Methods: The Scopus database was queried and studies were screened for article type, and minimum source normalized impact per paper and citations, before manual relevance assessment and a bias assessment derived from a subset of the Checklist for Artificial Intelligence in Medical Imaging (CLAIM). The number of failures of the full CLAIM was adopted as a surrogate for risk-of-bias. Methodological and performance measurements were collected from each technique. Each study was assessed by one author. Comparisons were evaluated for significance with a two-sided independent t-test.
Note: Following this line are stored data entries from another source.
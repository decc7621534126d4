//! # Server Player
//!
//! A connected player as the simulation sees it: position, game mode,
//! inventory and the set of chunk addresses it currently observes.

use std::collections::BTreeSet;

use serde::{Deserialize, Serialize};
use serde_json::json;
use strata_shared::constants::{DEFAULT_RENDER_DIST, MAX_RENDER_DIST, MIN_RENDER_DIST};
use strata_shared::{Aabb, ChunkAddr, ItemStack, Packet, PacketName, PlayerId, Vec3};

use crate::actions::PlayerView;
use crate::network::PlayerConnection;

/// Slots in a player inventory.
pub const INVENTORY_SIZE: usize = 36;

/// Slots reachable as the held item.
pub const HOTBAR_SIZE: usize = 9;

/// Largest stack in one slot.
pub const MAX_STACK: u32 = 64;

/// Player body width.
pub const PLAYER_WIDTH: f64 = 0.6;

/// Player body height.
pub const PLAYER_HEIGHT: f64 = 1.8;

/// Game mode of a player.
#[derive(Clone, Copy, Debug, Default, PartialEq, Eq, Serialize, Deserialize)]
#[serde(rename_all = "snake_case")]
pub enum GameMode {
    /// Items are consumed, drops spawn.
    #[default]
    Survival,
    /// Unlimited items.
    Creative,
    /// Interaction restricted.
    Adventure,
    /// Observer only.
    Spectator,
}

impl GameMode {
    /// Returns true for survival.
    #[must_use]
    pub const fn is_survival(self) -> bool {
        matches!(self, Self::Survival)
    }

    /// Returns true for creative.
    #[must_use]
    pub const fn is_creative(self) -> bool {
        matches!(self, Self::Creative)
    }
}

/// Player inventory with a selected hotbar slot.
#[derive(Clone, Debug, PartialEq)]
pub struct Inventory {
    slots: Vec<Option<ItemStack>>,
    current: usize,
}

impl Default for Inventory {
    fn default() -> Self {
        Self::new()
    }
}

impl Inventory {
    /// Empty inventory, first hotbar slot selected.
    #[must_use]
    pub fn new() -> Self {
        Self {
            slots: vec![None; INVENTORY_SIZE],
            current: 0,
        }
    }

    /// Selected hotbar slot.
    #[must_use]
    pub const fn current_index(&self) -> usize {
        self.current
    }

    /// Selects a hotbar slot; out-of-range indexes are ignored.
    pub fn select(&mut self, index: usize) {
        if index < HOTBAR_SIZE {
            self.current = index;
        }
    }

    /// Held item.
    #[must_use]
    pub fn current(&self) -> Option<&ItemStack> {
        self.slots[self.current].as_ref()
    }

    /// Replaces the held item.
    pub fn set_current(&mut self, item: Option<ItemStack>) {
        self.slots[self.current] = item.filter(|i| i.count > 0);
    }

    /// Item in a slot.
    #[must_use]
    pub fn slot(&self, index: usize) -> Option<&ItemStack> {
        self.slots.get(index).and_then(Option::as_ref)
    }

    /// Replaces the item in a slot; out-of-range indexes are ignored.
    pub fn set_slot(&mut self, index: usize, item: Option<ItemStack>) {
        if let Some(slot) = self.slots.get_mut(index) {
            *slot = item.filter(|i| i.count > 0);
        }
    }

    /// Removes one of the held item. Returns false if nothing was held.
    pub fn decrement_current(&mut self) -> bool {
        let slot = &mut self.slots[self.current];
        match slot {
            Some(stack) => {
                stack.count = stack.count.saturating_sub(1);
                if stack.count == 0 {
                    *slot = None;
                }
                true
            }
            None => false,
        }
    }

    /// Wears the held instrument down by one; it breaks at zero power.
    pub fn wear_current(&mut self) {
        let slot = &mut self.slots[self.current];
        if let Some(stack) = slot {
            if let Some(power) = stack.power.as_mut() {
                *power -= 1.0;
                if *power <= 0.0 {
                    *slot = None;
                }
            }
        }
    }

    /// Adds a stack, merging into matching stacks first.
    ///
    /// Returns how many items did not fit.
    pub fn add(&mut self, stack: &ItemStack) -> u32 {
        let mut left = stack.count;
        for existing in self.slots.iter_mut().flatten() {
            if left == 0 {
                break;
            }
            if existing.id == stack.id
                && existing.extra_data == stack.extra_data
                && existing.power == stack.power
                && existing.count < MAX_STACK
            {
                let moved = left.min(MAX_STACK - existing.count);
                existing.count += moved;
                left -= moved;
            }
        }
        for slot in &mut self.slots {
            if left == 0 {
                break;
            }
            if slot.is_none() {
                let moved = left.min(MAX_STACK);
                let mut placed = stack.clone();
                placed.count = moved;
                *slot = Some(placed);
                left -= moved;
            }
        }
        left
    }

    /// Total count of an item id.
    #[must_use]
    pub fn count(&self, item_id: u16) -> u32 {
        self.slots
            .iter()
            .flatten()
            .filter(|s| s.id == item_id)
            .map(|s| s.count)
            .sum()
    }

    /// `INVENTORY_STATE` packet.
    #[must_use]
    pub fn packet(&self) -> Packet {
        Packet::new(
            PacketName::InventoryState,
            json!({ "current": self.current, "slots": self.slots }),
        )
    }
}

/// Seat taken on stairs.
#[derive(Clone, Copy, Debug, PartialEq, Serialize, Deserialize)]
pub struct Sitting {
    /// Seat position
    pub pos: Vec3,
    /// Facing
    pub rotate: Vec3,
}

/// A connected player.
pub struct ServerPlayer {
    /// Player id
    pub id: PlayerId,
    /// Display name
    pub username: String,
    /// Game mode
    pub game_mode: GameMode,
    /// Feet position
    pub pos: Vec3,
    /// Facing
    pub rotate: Vec3,
    /// Seat, while sitting
    pub sitting: Option<Sitting>,
    /// Inventory
    pub inventory: Inventory,
    render_dist: i32,
    chunk_addr: ChunkAddr,
    chunk_addr_o: Option<ChunkAddr>,
    nearby: BTreeSet<ChunkAddr>,
    moved: bool,
    connection: Box<dyn PlayerConnection>,
}

impl ServerPlayer {
    /// Creates a player at `pos` with the default render distance.
    #[must_use]
    pub fn new(
        id: PlayerId,
        username: String,
        pos: Vec3,
        connection: Box<dyn PlayerConnection>,
    ) -> Self {
        Self {
            id,
            username,
            game_mode: GameMode::default(),
            pos,
            rotate: Vec3::ZERO,
            sitting: None,
            inventory: Inventory::new(),
            render_dist: DEFAULT_RENDER_DIST,
            chunk_addr: ChunkAddr::from_world(pos),
            chunk_addr_o: None,
            nearby: BTreeSet::new(),
            moved: true,
            connection,
        }
    }

    /// Render distance in chunks.
    #[must_use]
    pub const fn render_dist(&self) -> i32 {
        self.render_dist
    }

    /// Sets the render distance, clamped to the allowed range.
    pub fn set_render_dist(&mut self, dist: i32) {
        self.render_dist = dist.clamp(MIN_RENDER_DIST, MAX_RENDER_DIST);
        self.chunk_addr_o = None;
        self.moved = true;
    }

    /// Moves the player. Standing up is implied.
    pub fn move_to(&mut self, pos: Vec3, rotate: Vec3) {
        self.pos = pos;
        self.rotate = rotate;
        self.sitting = None;
        self.moved = true;
    }

    /// Returns and clears the moved flag.
    pub fn take_moved(&mut self) -> bool {
        std::mem::take(&mut self.moved)
    }

    /// Chunk the player stands in, as of the last visibility check.
    #[must_use]
    pub const fn chunk_addr(&self) -> ChunkAddr {
        self.chunk_addr
    }

    /// Chunk of the last visibility check, `None` before the first.
    #[must_use]
    pub const fn last_visibility_addr(&self) -> Option<ChunkAddr> {
        self.chunk_addr_o
    }

    /// Records the chunk the last visibility check ran for.
    pub(crate) fn set_visibility_addr(&mut self, addr: ChunkAddr) {
        self.chunk_addr = addr;
        self.chunk_addr_o = Some(addr);
    }

    /// Observed chunk addresses.
    #[must_use]
    pub const fn nearby(&self) -> &BTreeSet<ChunkAddr> {
        &self.nearby
    }

    pub(crate) fn nearby_mut(&mut self) -> &mut BTreeSet<ChunkAddr> {
        &mut self.nearby
    }

    /// Body box.
    #[must_use]
    pub fn aabb(&self) -> Aabb {
        let half = PLAYER_WIDTH / 2.0;
        Aabb::new(
            self.pos - Vec3::new(half, 0.0, half),
            self.pos + Vec3::new(half, PLAYER_HEIGHT, half),
        )
    }

    /// Snapshot used by the interaction handlers.
    #[must_use]
    pub fn view(&self) -> PlayerView {
        PlayerView {
            id: self.id,
            username: self.username.clone(),
            pos: self.pos,
            rotate: self.rotate,
            game_mode: self.game_mode,
            held: self.inventory.current().cloned(),
            aabb: self.aabb(),
        }
    }

    /// Sends packets; a failure is logged and reported as `false`.
    pub fn send(&mut self, packets: &[Packet]) -> bool {
        match self.connection.send(packets) {
            Ok(()) => true,
            Err(e) => {
                tracing::warn!("dropping {} packets: {}", packets.len(), e);
                false
            }
        }
    }

    /// Sends a typed `ERROR` packet.
    pub fn send_error(&mut self, message: &str) {
        self.send(&[Packet::new(PacketName::Error, json!({ "message": message }))]);
    }

    /// `PLAYER_STATE` packet.
    #[must_use]
    pub fn state_packet(&self) -> Packet {
        Packet::new(
            PacketName::PlayerState,
            json!({
                "id": self.id,
                "username": self.username,
                "pos": self.pos,
                "rotate": self.rotate,
                "sitting": self.sitting,
                "game_mode": self.game_mode,
            }),
        )
    }
}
Findings: Of 1002 studies identified, 390 remained after screening and 81 after relevance and bias exclusion. The ratio of exclusion for bias was 71%, indicative of a high level of bias in the field. The mean number of CLAIM failures per study was 8.3 +/- 3.9 [1,17] (mean +/- standard deviation [min,max]). 58% of methods performed diagnosis versus 31% prognosis. Of the diagnostic methods, 38% differentiated COVID-19 from healthy controls. For diagnostic techniques, area under the receiver operating curve (AUC) = 0.924 +/- 0.074 [0.810,0.991] and accuracy = 91.7% +/- 6.4 [79.0,99.0]. For prognostic techniques, AUC = 0.836 +/- 0.126 [0.605,0.980] and accuracy = 78.4% +/- 9.4 [62.5,98.0]. CLAIM failures did not correlate with performance, providing confidence that the highest results were not driven by biased papers. Deep learning techniques reported higher AUC (p < 0.05) and accuracy (p < 0.05), but no difference in CLAIM failures was identified.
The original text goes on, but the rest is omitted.